Mark V. Goloby

Mark V. Goloby

In the 2019 Texas Legislative session, an eerie effort was put forth to extend Chapter 313 of the Texas Property Tax Code into 2032 without any review or oversight. It essentially was a bill (HB 2129) introduced that was to have the Texas Legislature circumvent the Texas Legislature. Unfortunately in a bipartisan vote, it sailed through the Texas House of Representatives with only 27 of our state representatives questioning the validity of such a maneuver. Fortunately, calmer heads put such folly away so that 313 would get the scrutiny it needs under normal Texas Legislature rules in 2021.

What is Chapter 313? Chapter 313 was established in 2001 in the tax code as The Texas Economic Development Act. It allows school districts to defer for 10 years, the time before a new investment project within the district goes onto the tax roles at full market value. It essentially allows school boards to manipulate certain property values under the guise of economic development.

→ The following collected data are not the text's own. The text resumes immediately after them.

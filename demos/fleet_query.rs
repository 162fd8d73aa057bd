use std::env;
use std::fs;
use std::process;
use std::time::Duration;

use anyhow::{Context, Result};
use lgwire::fleet::{self, Host};

fn print_usage() {
    eprintln!(
        "Usage: cargo run --example fleet_query -- <hosts.json> (--shell | --lgw) [--channels 1,2] [--timeout 3] <command>..."
    );
}

enum Mode {
    Shell,
    Lgw,
}

#[tokio::main]
async fn main() -> Result<()> {
    env_logger::init();

    let args: Vec<String> = env::args().skip(1).collect();
    let Some(hosts_path) = args.first() else {
        print_usage();
        process::exit(2);
    };

    let mut mode = None;
    let mut channels = vec![1u32];
    let mut timeout = Duration::from_secs(3);
    let mut commands = Vec::new();
    let mut rest = args.iter().skip(1);
    while let Some(arg) = rest.next() {
        match arg.as_str() {
            "--shell" => mode = Some(Mode::Shell),
            "--lgw" => mode = Some(Mode::Lgw),
            "--channels" => {
                let list = rest.next().context("--channels needs a value")?;
                channels = list
                    .split(',')
                    .map(|ch| ch.trim().parse::<u32>())
                    .collect::<Result<_, _>>()
                    .with_context(|| format!("invalid channel list '{list}'"))?;
            }
            "--timeout" => {
                let secs = rest.next().context("--timeout needs a value")?;
                let secs: f64 = secs
                    .parse()
                    .with_context(|| format!("invalid timeout '{secs}'"))?;
                timeout = Duration::try_from_secs_f64(secs)
                    .with_context(|| format!("timeout out of range '{secs}'"))?;
            }
            "--help" | "-h" => {
                print_usage();
                process::exit(0);
            }
            command => commands.push(command.to_string()),
        }
    }
    let Some(mode) = mode else {
        print_usage();
        process::exit(2);
    };

    let content = fs::read_to_string(hosts_path)
        .with_context(|| format!("failed to read hosts file '{hosts_path}'"))?;
    let hosts: Vec<Host> = serde_json::from_str(&content)
        .with_context(|| format!("'{hosts_path}' is not a host list"))?;

    let results = match mode {
        Mode::Shell => fleet::send_shell_commands(&hosts, &commands, timeout).await,
        Mode::Lgw => fleet::send_lgw_commands(&hosts, &commands, &channels, timeout).await,
    };

    println!("{}", serde_json::to_string_pretty(&results)?);
    let failed = fleet::failed_hosts(&results);
    if !failed.is_empty() {
        eprintln!("failed_hosts: {failed:?}");
        process::exit(1);
    }
    Ok(())
}
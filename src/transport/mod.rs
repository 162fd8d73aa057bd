//! Byte-stream transports.
//!
//! Every transport honours the same contract: one connection handle at a time, reads
//! bounded by a timeout, best-effort writes whose failures surface on the next read, and
//! an idempotent close that leaves [`Transport::is_connected`] false.
//!
//! # Main Components
//!
//! - [`Transport`] - the contract shared by all stream flavors
//! - [`TelnetTransport`] - raw TCP with telnet option refusal (ports 23 and 9528)
//! - [`SshShellTransport`] - interactive PTY shell multiplexed over an SSH session
//! - [`SshExec`] - exec-channel command runner used by the transfer pipeline
//! - [`Link`] - picks and instantiates a stream flavor

use std::fmt;
use std::time::Duration;

use async_ssh2_tokio::ServerCheckMethod;
use async_ssh2_tokio::client::{AuthMethod, Client};
use async_trait::async_trait;
use log::{debug, trace};
use russh::Preferred;
use std::borrow::Cow;

use crate::config;
use crate::error::EngineError;

pub use ssh::{CommandRunner, SshExec, SshShellTransport};
pub use telnet::TelnetTransport;

/// A connection to a single `host:port`.
#[async_trait]
pub trait Transport: Send {
    /// Opens the connection, closing any previous one first.
    ///
    /// On failure no handle is kept.
    async fn connect(&mut self, host: &str, port: u16, timeout: Duration)
    -> Result<(), EngineError>;

    /// True while a connection handle is held. Does not probe the peer.
    fn is_connected(&self) -> bool;

    /// Queues bytes for the peer, waiting no longer than the connect timeout.
    ///
    /// Errors, a stalled peer included, are reported by the next read.
    async fn write(&mut self, data: &[u8]);

    /// Reads through `delimiter` (inclusive).
    ///
    /// An empty delimiter returns the first non-empty chunk. When the window closes,
    /// fails with [`EngineError::Timeout`] carrying the bytes received so far.
    async fn read_until(
        &mut self,
        delimiter: &[u8],
        timeout: Duration,
    ) -> Result<Vec<u8>, EngineError>;

    /// Drops buffered bytes and anything readable without waiting. Returns the count.
    fn discard_pending(&mut self) -> usize;

    /// Releases the connection handle. Safe to call repeatedly.
    async fn close(&mut self);
}

/// Accumulates received bytes until a delimiter shows up.
#[derive(Debug, Default)]
pub struct ReadBuffer {
    data: Vec<u8>,
}

impl ReadBuffer {
    pub fn new() -> Self {
        Self::default()
    }

    pub fn extend(&mut self, bytes: &[u8]) {
        self.data.extend_from_slice(bytes);
    }

    pub fn len(&self) -> usize {
        self.data.len()
    }

    pub fn is_empty(&self) -> bool {
        self.data.is_empty()
    }

    /// Removes and returns everything up to and including `delimiter`.
    pub fn take_through(&mut self, delimiter: &[u8]) -> Option<Vec<u8>> {
        if delimiter.is_empty() {
            return (!self.data.is_empty()).then(|| self.take_all());
        }
        let end = find(&self.data, delimiter)? + delimiter.len();
        Some(self.data.drain(..end).collect())
    }

    pub fn take_all(&mut self) -> Vec<u8> {
        std::mem::take(&mut self.data)
    }

    /// Empties the buffer, returning how many bytes were dropped.
    pub fn clear(&mut self) -> usize {
        let dropped = self.data.len();
        self.data.clear();
        dropped
    }
}

fn find(haystack: &[u8], needle: &[u8]) -> Option<usize> {
    if needle.len() > haystack.len() {
        return None;
    }
    haystack
        .windows(needle.len())
        .position(|window| window == needle)
}

/// Credentials and policy for SSH-backed transports.
#[derive(Clone)]
pub struct SshOptions {
    pub user: String,
    pub password: String,
    /// Host key verification. Gateways rotate keys on reflash, so fleets usually run
    /// with [`ServerCheckMethod::NoCheck`].
    pub server_check: ServerCheckMethod,
    pub inactivity_timeout: Option<Duration>,
}

impl SshOptions {
    pub fn new(user: impl Into<String>, password: impl Into<String>) -> Self {
        Self {
            user: user.into(),
            password: password.into(),
            server_check: ServerCheckMethod::NoCheck,
            inactivity_timeout: Some(Duration::from_secs(60)),
        }
    }

    /// Algorithm preference accepted by the gateway sshd builds.
    pub fn preferred(&self) -> Preferred {
        Preferred {
            kex: Cow::Borrowed(config::EMBEDDED_KEX_ORDER),
            key: Cow::Borrowed(config::EMBEDDED_KEY_TYPES),
            cipher: Cow::Borrowed(config::EMBEDDED_CIPHERS),
            mac: Cow::Borrowed(config::EMBEDDED_MAC_ALGORITHMS),
            compression: Cow::Borrowed(config::EMBEDDED_COMPRESSION_ALGORITHMS),
        }
    }

    pub(crate) async fn client(&self, host: &str, port: u16) -> Result<Client, EngineError> {
        let config = async_ssh2_tokio::Config {
            preferred: self.preferred(),
            inactivity_timeout: self.inactivity_timeout,
            ..Default::default()
        };
        let client = Client::connect_with_config(
            (host.to_string(), port),
            &self.user,
            AuthMethod::with_password(&self.password),
            self.server_check.clone(),
            config,
        )
        .await?;
        debug!("{}@{host}:{port} SSH session established", self.user);
        Ok(client)
    }
}

impl fmt::Debug for SshOptions {
    fn fmt(&self, f: &mut fmt::Formatter<'_>) -> fmt::Result {
        f.debug_struct("SshOptions")
            .field("user", &self.user)
            .field("password", &"***")
            .field("server_check", &self.server_check)
            .field("inactivity_timeout", &self.inactivity_timeout)
            .finish()
    }
}

/// Stream flavor used to reach a device.
#[derive(Debug, Clone)]
pub enum Link {
    /// Raw TCP stream with telnet negotiation refused.
    Telnet,
    /// Interactive shell over SSH.
    SshShell(SshOptions),
}

impl Link {
    /// Creates an unconnected transport of this flavor.
    pub fn open(&self) -> Box<dyn Transport> {
        trace!("new {:?} transport", self.kind());
        match self {
            Link::Telnet => Box::new(TelnetTransport::new()),
            Link::SshShell(options) => Box::new(SshShellTransport::new(options.clone())),
        }
    }

    fn kind(&self) -> &'static str {
        match self {
            Link::Telnet => "telnet",
            Link::SshShell(_) => "ssh-shell",
        }
    }
}

mod ssh;
mod telnet;
/// Splits a raw blob on the framing tokens, dropping empty pieces.
fn split_frames(blob: &str) -> impl Iterator<Item = &str> {
    blob.split(FRAME_END)
        .flat_map(|piece| piece.split(FRAME_START))
        .map(str::trim)
        .filter(|token| !token.is_empty())
}

/// Decoded reply to one LGW command.
///
/// `fields` holds the merged addressed frames (those carrying a non-null `code`),
/// `other` every remaining frame in arrival order.
#[derive(Debug, Clone, Default, PartialEq, Serialize, Deserialize, JsonSchema)]
pub struct LgwResponse {
    #[serde(flatten)]
    pub fields: Map<String, Value>,
    #[serde(default)]
    pub other: Vec<Map<String, Value>>,
}

impl LgwResponse {
    pub fn get(&self, key: &str) -> Option<&Value> {
        self.fields.get(wire_key(key))
    }

    pub fn code(&self) -> Option<i64> {
        self.fields.get("code").and_then(Value::as_i64)
    }

    pub fn cmd(&self) -> Option<&str> {
        self.fields.get("cmd").and_then(Value::as_str)
    }

    pub fn target_id(&self) -> Option<&str> {
        self.fields.get("target-id").and_then(Value::as_str)
    }

    pub fn attr(&self) -> Option<&str> {
        self.fields.get("attr").and_then(Value::as_str)
    }

    pub fn value(&self) -> Option<&Value> {
        self.fields.get("value")
    }

    pub fn other(&self) -> &[Map<String, Value>] {
        &self.other
    }

    /// The merged map with `other` attached, as delivered to result consumers.
    pub fn to_value(&self) -> Value {
        let mut merged = self.fields.clone();
        merged.insert(
            "other".to_string(),
            Value::Array(self.other.iter().cloned().map(Value::Object).collect()),
        );
        Value::Object(merged)
    }
}

/// Decodes a response blob made of one or more concatenated frames.
///
/// Tokens that fail strict decoding are dropped; the blob is rejected only when no
/// frame survives. When several addressed frames appear, their keys are merged and the
/// later frame wins on collision.
pub fn decode(blob: &str) -> Result<LgwResponse, EngineError> {
    let mut frames = Vec::new();
    for token in split_frames(blob) {
        match parse_object(token) {
            Ok(frame) => frames.push(frame),
            Err(err) => trace!("skip lgw token: {err}"),
        }
    }
    if frames.is_empty() {
        return Err(EngineError::InvalidFrame(format!(
            "no lgw frame in response: {blob:?}"
        )));
    }

    let mut response = LgwResponse::default();
    let mut addressed = 0usize;
    for frame in frames {
        if frame.get("code").is_some_and(|code| !code.is_null()) {
            addressed += 1;
            response.fields.extend(frame);
        } else {
            response.other.push(frame);
        }
    }
    if addressed > 1 {
        warn!("{addressed} addressed lgw frames merged into one reply, later keys win");
    }
    Ok(response)
}
use super::*;

use std::io;

use log::warn;
use tokio::io::{AsyncReadExt, AsyncWriteExt};
use tokio::net::TcpStream;
use tokio::time::Instant;

const IAC: u8 = 255;
const DONT: u8 = 254;
const DO: u8 = 253;
const WONT: u8 = 252;
const WILL: u8 = 251;
const SB: u8 = 250;
const SE: u8 = 240;

const READ_CHUNK: usize = 4096;

#[derive(Debug, Default, Clone, Copy, PartialEq, Eq)]
enum IacState {
    #[default]
    Data,
    Command,
    Negotiate(u8),
    Subnegotiate,
    SubnegotiateIac,
}

/// Strips telnet commands from the inbound stream and refuses every option.
#[derive(Debug, Default)]
struct IacFilter {
    state: IacState,
}

impl IacFilter {
    /// Appends payload bytes to `data` and negotiation answers to `replies`.
    fn feed(&mut self, input: &[u8], data: &mut Vec<u8>, replies: &mut Vec<u8>) {
        for &byte in input {
            self.state = match (self.state, byte) {
                (IacState::Data, IAC) => IacState::Command,
                (IacState::Data, _) => {
                    data.push(byte);
                    IacState::Data
                }
                (IacState::Command, IAC) => {
                    data.push(IAC);
                    IacState::Data
                }
                (IacState::Command, DO | DONT | WILL | WONT) => IacState::Negotiate(byte),
                (IacState::Command, SB) => IacState::Subnegotiate,
                // NOP, GA, AYT and friends carry no payload
                (IacState::Command, _) => IacState::Data,
                (IacState::Negotiate(verb), option) => {
                    match verb {
                        DO => replies.extend_from_slice(&[IAC, WONT, option]),
                        WILL => replies.extend_from_slice(&[IAC, DONT, option]),
                        _ => {}
                    }
                    IacState::Data
                }
                (IacState::Subnegotiate, IAC) => IacState::SubnegotiateIac,
                (IacState::Subnegotiate, _) => IacState::Subnegotiate,
                (IacState::SubnegotiateIac, SE) => IacState::Data,
                (IacState::SubnegotiateIac, _) => IacState::Subnegotiate,
            };
        }
    }
}

/// Doubles IAC bytes in outbound data.
fn escape_iac(data: &[u8]) -> Cow<'_, [u8]> {
    if !data.contains(&IAC) {
        return Cow::Borrowed(data);
    }
    let mut escaped = Vec::with_capacity(data.len() + 2);
    for &byte in data {
        escaped.push(byte);
        if byte == IAC {
            escaped.push(IAC);
        }
    }
    Cow::Owned(escaped)
}

/// Telnet client over a tokio TCP stream.
///
/// Used for the OS shell on port 23 and, since the LGW channel never emits IAC, for the
/// plain TCP command channel on port 9528 as well.
#[derive(Debug, Default)]
pub struct TelnetTransport {
    stream: Option<TcpStream>,
    addr: String,
    buffer: ReadBuffer,
    filter: IacFilter,
    /// Negotiation answers not yet written.
    replies: Vec<u8>,
    pending_error: Option<io::Error>,
    /// Bound on every write, taken from the connect timeout.
    write_timeout: Duration,
}

impl TelnetTransport {
    pub fn new() -> Self {
        Self::default()
    }

    pub fn addr(&self) -> &str {
        &self.addr
    }

    fn ingest(&mut self, chunk: &[u8]) {
        let mut data = Vec::with_capacity(chunk.len());
        self.filter.feed(chunk, &mut data, &mut self.replies);
        self.buffer.extend(&data);
    }

    fn drop_stream(&mut self, reason: &str) {
        if self.stream.take().is_some() {
            debug!("{} telnet connection dropped: {reason}", self.addr);
        }
    }

    async fn flush_replies(&mut self) {
        if self.replies.is_empty() {
            return;
        }
        let replies = std::mem::take(&mut self.replies);
        self.write_bounded(&replies).await;
    }

    /// Writes `bytes` within the write timeout. Failures are parked for the next read.
    async fn write_bounded(&mut self, bytes: &[u8]) {
        let Some(stream) = self.stream.as_mut() else {
            return;
        };
        let written = match tokio::time::timeout(self.write_timeout, stream.write_all(bytes)).await
        {
            Ok(written) => written,
            Err(_) => Err(io::Error::new(
                io::ErrorKind::TimedOut,
                format!("peer accepted no data within {:?}", self.write_timeout),
            )),
        };
        if let Err(err) = written {
            warn!("{} write failed: {err}", self.addr);
            self.pending_error = Some(err);
        }
    }
}

#[async_trait]
impl Transport for TelnetTransport {
    async fn connect(
        &mut self,
        host: &str,
        port: u16,
        timeout: Duration,
    ) -> Result<(), EngineError> {
        self.close().await;
        self.addr = format!("{host}:{port}");
        debug!("{} start to connect...", self.addr);

        let stream = match tokio::time::timeout(timeout, TcpStream::connect((host, port))).await
        {
            Ok(Ok(stream)) => stream,
            Ok(Err(err)) => {
                debug!("{} {err}", self.addr);
                return Err(EngineError::Connect {
                    addr: self.addr.clone(),
                    reason: err.to_string(),
                });
            }
            Err(_) => {
                return Err(EngineError::Connect {
                    addr: self.addr.clone(),
                    reason: format!("no answer within {timeout:?}"),
                });
            }
        };
        if let Err(err) = stream.set_nodelay(true) {
            trace!("{} set_nodelay failed: {err}", self.addr);
        }
        self.stream = Some(stream);
        self.write_timeout = timeout;
        debug!("{} successfully connected", self.addr);
        Ok(())
    }

    fn is_connected(&self) -> bool {
        self.stream.is_some()
    }

    async fn write(&mut self, data: &[u8]) {
        self.flush_replies().await;
        if self.pending_error.is_some() {
            return;
        }
        self.write_bounded(&escape_iac(data)).await;
    }

    async fn read_until(
        &mut self,
        delimiter: &[u8],
        timeout: Duration,
    ) -> Result<Vec<u8>, EngineError> {
        let deadline = Instant::now() + timeout;
        let mut chunk = [0u8; READ_CHUNK];
        loop {
            if let Some(frame) = self.buffer.take_through(delimiter) {
                return Ok(frame);
            }
            if let Some(err) = self.pending_error.take() {
                self.drop_stream("write error");
                return Err(err.into());
            }
            let Some(stream) = self.stream.as_mut() else {
                return Err(EngineError::NotConnected);
            };
            match tokio::time::timeout_at(deadline, stream.read(&mut chunk)).await {
                Err(_) => {
                    return Err(EngineError::Timeout {
                        partial: self.buffer.take_all(),
                    });
                }
                Ok(Ok(0)) => {
                    self.drop_stream("closed by peer");
                    return Err(EngineError::ChannelDisconnect);
                }
                Ok(Ok(n)) => {
                    trace!("{} recv {n} bytes", self.addr);
                    self.ingest(&chunk[..n]);
                    self.flush_replies().await;
                }
                Ok(Err(err)) => {
                    self.drop_stream("read error");
                    return Err(err.into());
                }
            }
        }
    }

    fn discard_pending(&mut self) -> usize {
        let mut dropped = self.buffer.clear();
        let mut chunk = [0u8; READ_CHUNK];
        loop {
            let Some(stream) = self.stream.as_ref() else {
                break;
            };
            match stream.try_read(&mut chunk) {
                Ok(0) => {
                    self.drop_stream("closed by peer");
                    break;
                }
                Ok(n) => {
                    self.ingest(&chunk[..n]);
                    dropped += self.buffer.clear();
                }
                Err(err) if err.kind() == io::ErrorKind::WouldBlock => break,
                Err(err) => {
                    self.pending_error = Some(err);
                    break;
                }
            }
        }
        dropped
    }

    async fn close(&mut self) {
        if let Some(mut stream) = self.stream.take() {
            let shutdown = tokio::time::timeout(self.write_timeout, stream.shutdown()).await;
            if let Ok(Err(err)) = shutdown {
                trace!("{} shutdown: {err}", self.addr);
            }
            debug!("{} telnet connection closed", self.addr);
        }
        self.buffer.clear();
        self.replies.clear();
        self.pending_error = None;
        self.filter = IacFilter::default();
    }
}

As if public school districts are not struggling enough to deliver on their sole responsibility to provide education to our children K-12? The Texas Legislature has chosen to burden the districts with regional economic development. Part of this is out of sheer laziness by the Texas Congress. School districts assess the largest single property tax payment a property owner makes, therefore, the legislature made ISDs manage economic development, too. “We’re the school board and I thought we were supposed to be educating our kids, but it seems like we’re in the middle of economic development,” Randy Eulenfeld, president, Gregory-Portland ISD said. “We will take this responsibility and do the best that we can.”

If that is the decision and direction of Texas, it raises serious questions as to what if any role remains for county commissions, city councils, chambers of commerce and economic development councils. Texas has chosen to provide such incentives directly from the State Treasury to companies deemed of sufficient economic development by the school board. If a company is considering an investment in a new build or expansion of a facility, who do they visit with first? The county judge, city mayor, president of the chamber or economic development council? No, their first call is to the school superintendent.

How has Texas arrived at a point where the Independent School District Superintendent is the primary point of a regions economic development? Because the Texas Legislature has so structured it ( and the school superintendent is the only one in this group with direct access to the State Treasury. Chapter 313 provides for school districts to get reimbursed for the levy loss from such property value manipulations. Having access to such largesse makes the county commissioners, city councils, chambers of commerce and economic development superfluous to regional economic development.

Another aspect of economic development was addressed in this legislature; per legislated responsibility, the review and renewal of Chapter 312 took place. Chapter 312 of the Texas Property Tax Code allows any taxing authority, other than school districts, the ability to grant property value limitations, aka abatements within their taxing jurisdiction.

There are no offsets for the levy loss from the state treasury, so whatever tax revenue is foregone stays within the authority granting such abatements. This provides for more oversight that promised job creation, and other commitments are fulfilled by the company receiving the abatement.

Even with such an incentive by the taxing authority to ensure accountability, Texas Public Policy Foundation and Center for Public Policy Priorities worked diligently to increase the transparency of these arrangements. No such transparency has been established for 313 abatements.

Who is able to obtain these lucrative school district abatements? This seems to be solely based on the ability of a company to hire the correct consultant. It is especially convenient if you can hire as your consultant an active school superintendent offering such consulting services to companies and school districts alike. Not sure how he credits his consulting hours back against his school district salary?

Fortunately for him, his Texas Senator not only condones the practice but considers it advantageous to the process. Advantageous. How? Ensuring taxpayers subsidize all of the capital investment the company is making? Texas is not open for business, the Texas Treasury is open for looting and the legislature is its pimp.

Testimony during this session at the Texas House and Ways Committee had lobbyists claiming that without these abatements, a desalination plant for Corpus Christi would be built in Louisiana. These claims were made with a straight face. If these lobbyists are willing to conduct themselves in such unethical behavior, the Texas taxpayer is in extreme peril from any tax relief.

If the goal of the Texas Legislature is to subsidize economic development by the taxpayers, so be it. But let’s end school boards surreptitiously manipulating school district property values for some and not yielding any relief for others who have spent a lifetime in the district. Let’s put elected county and city officials along with local chambers of commerce and economic development councils, chartered to generate local economic development, back in control of this process.

This column has been updated to include the correct name for the Center for Public Policy Priorities.

Mark V. Goloby founder TC Research Institute. TCRI performs review and analysis of policies of public funds for private gain.